▶ _Task goal_:
Using "TypeMismatch" as the search string, find the matching lines below and copy them.

▶ _Dataset excerpts_:
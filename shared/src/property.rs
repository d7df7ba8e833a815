//! Typed per-device property storage
//!
//! Values are one of boolean, string or ordered list of strings. Reads never
//! coerce between variants: asking for a bool where a string is stored is a
//! caller error reported as [`PropertyError::TypeMismatch`].

use std::collections::BTreeMap;
use std::fmt;
use std::sync::Arc;
use thiserror::Error;

/// Errors raised by typed property access
#[derive(Error, Debug, Clone, PartialEq, Eq)]
pub enum PropertyError {
    #[error("Property {name} holds a {actual} value, expected {expected}")]
    TypeMismatch {
        name: String,
        expected: ValueKind,
        actual: ValueKind,
    },
}

/// Discriminant of a [`PropertyValue`]
#[derive(Debug, Clone, Copy, PartialEq, Eq)]
pub enum ValueKind {
    Bool,
    String,
    List,
}

impl fmt::Display for ValueKind {
    fn fmt(&self, f: &mut fmt::Formatter<'_>) -> fmt::Result {
        match self {
            ValueKind::Bool => write!(f, "boolean"),
            ValueKind::String => write!(f, "string"),
            ValueKind::List => write!(f, "list"),
        }
    }
}

/// A single property value
#[derive(Debug, Clone, PartialEq, Eq)]
pub enum PropertyValue {
    Bool(bool),
    String(String),
    List(Vec<String>),
}

impl PropertyValue {
    /// Get the variant of this value
    pub fn kind(&self) -> ValueKind {
        match self {
            PropertyValue::Bool(_) => ValueKind::Bool,
            PropertyValue::String(_) => ValueKind::String,
            PropertyValue::List(_) => ValueKind::List,
        }
    }

    pub fn as_bool(&self) -> Option<bool> {
        match self {
            PropertyValue::Bool(b) => Some(*b),
            _ => None,
        }
    }

    pub fn as_str(&self) -> Option<&str> {
        match self {
            PropertyValue::String(s) => Some(s),
            _ => None,
        }
    }

    pub fn as_list(&self) -> Option<&[String]> {
        match self {
            PropertyValue::List(l) => Some(l),
            _ => None,
        }
    }
}

impl fmt::Display for PropertyValue {
    fn fmt(&self, f: &mut fmt::Formatter<'_>) -> fmt::Result {
        match self {
            PropertyValue::Bool(b) => write!(f, "{}", b),
            PropertyValue::String(s) => write!(f, "{:?}", s),
            PropertyValue::List(l) => write!(f, "{:?}", l),
        }
    }
}

impl From<bool> for PropertyValue {
    fn from(value: bool) -> Self {
        PropertyValue::Bool(value)
    }
}

impl From<&str> for PropertyValue {
    fn from(value: &str) -> Self {
        PropertyValue::String(value.to_string())
    }
}

impl From<String> for PropertyValue {
    fn from(value: String) -> Self {
        PropertyValue::String(value)
    }
}

impl From<Vec<String>> for PropertyValue {
    fn from(value: Vec<String>) -> Self {
        PropertyValue::List(value)
    }
}

type PropertyMap = BTreeMap<String, PropertyValue>;

/// Look up `name` and require it to hold `expected`
fn typed<'a>(
    map: &'a PropertyMap,
    name: &str,
    expected: ValueKind,
) -> Result<Option<&'a PropertyValue>, PropertyError> {
    match map.get(name) {
        None => Ok(None),
        Some(value) if value.kind() == expected => Ok(Some(value)),
        Some(value) => Err(PropertyError::TypeMismatch {
            name: name.to_string(),
            expected,
            actual: value.kind(),
        }),
    }
}

/// Mutable property bag owned by a device
#[derive(Debug, Clone, Default, PartialEq, Eq)]
pub struct PropertyStore {
    values: PropertyMap,
}

impl PropertyStore {
    /// Create an empty store
    pub fn new() -> Self {
        Self::default()
    }

    pub fn get(&self, name: &str) -> Option<&PropertyValue> {
        self.values.get(name)
    }

    /// Insert or overwrite a property, regardless of the previous variant
    pub fn set(&mut self, name: impl Into<String>, value: PropertyValue) {
        self.values.insert(name.into(), value);
    }

    /// Insert or overwrite a property, keeping the variant of an existing key
    ///
    /// On mismatch the store is left unchanged.
    pub fn update(&mut self, name: &str, value: PropertyValue) -> Result<(), PropertyError> {
        if let Some(existing) = self.values.get(name) {
            if existing.kind() != value.kind() {
                return Err(PropertyError::TypeMismatch {
                    name: name.to_string(),
                    expected: existing.kind(),
                    actual: value.kind(),
                });
            }
        }
        self.values.insert(name.to_string(), value);
        Ok(())
    }

    pub fn get_bool(&self, name: &str) -> Result<Option<bool>, PropertyError> {
        Ok(typed(&self.values, name, ValueKind::Bool)?.and_then(PropertyValue::as_bool))
    }

    pub fn get_string(&self, name: &str) -> Result<Option<&str>, PropertyError> {
        Ok(typed(&self.values, name, ValueKind::String)?.and_then(PropertyValue::as_str))
    }

    pub fn get_list(&self, name: &str) -> Result<Option<&[String]>, PropertyError> {
        Ok(typed(&self.values, name, ValueKind::List)?.and_then(PropertyValue::as_list))
    }

    pub fn len(&self) -> usize {
        self.values.len()
    }

    pub fn is_empty(&self) -> bool {
        self.values.is_empty()
    }

    /// Iterate over properties in name order
    pub fn iter(&self) -> impl Iterator<Item = (&str, &PropertyValue)> {
        self.values.iter().map(|(k, v)| (k.as_str(), v))
    }

    /// Take an immutable copy of the current contents
    pub fn snapshot(&self) -> PropertySnapshot {
        PropertySnapshot {
            values: Arc::new(self.values.clone()),
        }
    }
}

/// Read-only copy of a [`PropertyStore`] at a point in time
///
/// Clones share the same underlying map.
#[derive(Debug, Clone, Default, PartialEq, Eq)]
pub struct PropertySnapshot {
    values: Arc<PropertyMap>,
}

impl PropertySnapshot {
    pub fn get(&self, name: &str) -> Option<&PropertyValue> {
        self.values.get(name)
    }

    pub fn contains(&self, name: &str) -> bool {
        self.values.contains_key(name)
    }

    pub fn get_bool(&self, name: &str) -> Result<Option<bool>, PropertyError> {
        Ok(typed(&self.values, name, ValueKind::Bool)?.and_then(PropertyValue::as_bool))
    }

    pub fn get_string(&self, name: &str) -> Result<Option<&str>, PropertyError> {
        Ok(typed(&self.values, name, ValueKind::String)?.and_then(PropertyValue::as_str))
    }

    pub fn get_list(&self, name: &str) -> Result<Option<&[String]>, PropertyError> {
        Ok(typed(&self.values, name, ValueKind::List)?.and_then(PropertyValue::as_list))
    }

    pub fn len(&self) -> usize {
        self.values.len()
    }

    pub fn is_empty(&self) -> bool {
        self.values.is_empty()
    }

    /// Iterate over properties in name order
    pub fn iter(&self) -> impl Iterator<Item = (&str, &PropertyValue)> {
        self.values.iter().map(|(k, v)| (k.as_str(), v))
    }
}

#[cfg(test)]
mod tests {
    use super::*;

    #[test]
    fn test_set_and_get() {
        let mut store = PropertyStore::new();
        assert!(store.is_empty());

        store.set("Cellular.AllowRoaming", PropertyValue::Bool(true));
        assert_eq!(store.get("Cellular.AllowRoaming"), Some(&PropertyValue::Bool(true)));
        assert_eq!(store.get_bool("Cellular.AllowRoaming"), Ok(Some(true)));
        assert_eq!(store.get("missing"), None);
        assert_eq!(store.get_bool("missing"), Ok(None));
    }

    #[test]
    fn test_set_overwrites_any_variant() {
        let mut store = PropertyStore::new();
        store.set("Name", "wifi1".into());
        store.set("Name", PropertyValue::Bool(false));
        assert_eq!(store.get_bool("Name"), Ok(Some(false)));
        assert_eq!(store.len(), 1);
    }

    #[test]
    fn test_typed_read_mismatch() {
        let mut store = PropertyStore::new();
        store.set("Name", "wifi1".into());

        let err = store.get_bool("Name").unwrap_err();
        assert_eq!(
            err,
            PropertyError::TypeMismatch {
                name: "Name".into(),
                expected: ValueKind::Bool,
                actual: ValueKind::String,
            }
        );
        assert!(matches!(store.get_list("Name"), Err(PropertyError::TypeMismatch { .. })));
        assert_eq!(store.get_string("Name"), Ok(Some("wifi1")));
    }

    #[test]
    fn test_update_keeps_variant() {
        let mut store = PropertyStore::new();
        store.update("Cellular.AllowRoaming", true.into()).unwrap();
        store.update("Cellular.AllowRoaming", false.into()).unwrap();
        assert_eq!(store.get_bool("Cellular.AllowRoaming"), Ok(Some(false)));

        let result = store.update("Cellular.AllowRoaming", "yes".into());
        assert!(matches!(
            result,
            Err(PropertyError::TypeMismatch {
                expected: ValueKind::Bool,
                actual: ValueKind::String,
                ..
            })
        ));
        // Store unchanged after the rejected write
        assert_eq!(store.get_bool("Cellular.AllowRoaming"), Ok(Some(false)));
    }

    #[test]
    fn test_snapshot_is_isolated_from_later_writes() {
        let mut store = PropertyStore::new();
        store.set("IPConfigs", vec!["ip_config1".to_string()].into());
        let snapshot = store.snapshot();

        store.set("IPConfigs", vec!["ip_config2".to_string()].into());
        store.set("Name", "wifi1".into());

        assert_eq!(snapshot.len(), 1);
        assert_eq!(
            snapshot.get_list("IPConfigs"),
            Ok(Some(&["ip_config1".to_string()][..]))
        );
        assert!(!snapshot.contains("Name"));
    }

    #[test]
    fn test_iter_in_name_order() {
        let mut store = PropertyStore::new();
        store.set("b", true.into());
        store.set("a", false.into());
        store.set("c", "x".into());

        let snapshot = store.snapshot();
        let names: Vec<&str> = snapshot.iter().map(|(k, _)| k).collect();
        assert_eq!(names, vec!["a", "b", "c"]);
    }

    #[test]
    fn test_value_display() {
        assert_eq!(PropertyValue::Bool(true).to_string(), "true");
        assert_eq!(PropertyValue::from("carrier").to_string(), "\"carrier\"");
        assert_eq!(ValueKind::List.to_string(), "list");
    }
}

▶ _Solution_:
//! caller error reported as [`PropertyError::TypeMismatch`].
    TypeMismatch {
        Some(value) => Err(PropertyError::TypeMismatch {
                return Err(PropertyError::TypeMismatch {
            PropertyError::TypeMismatch {
        assert!(matches!(store.get_list("Name"), Err(PropertyError::TypeMismatch { .. })));
            Err(PropertyError::TypeMismatch {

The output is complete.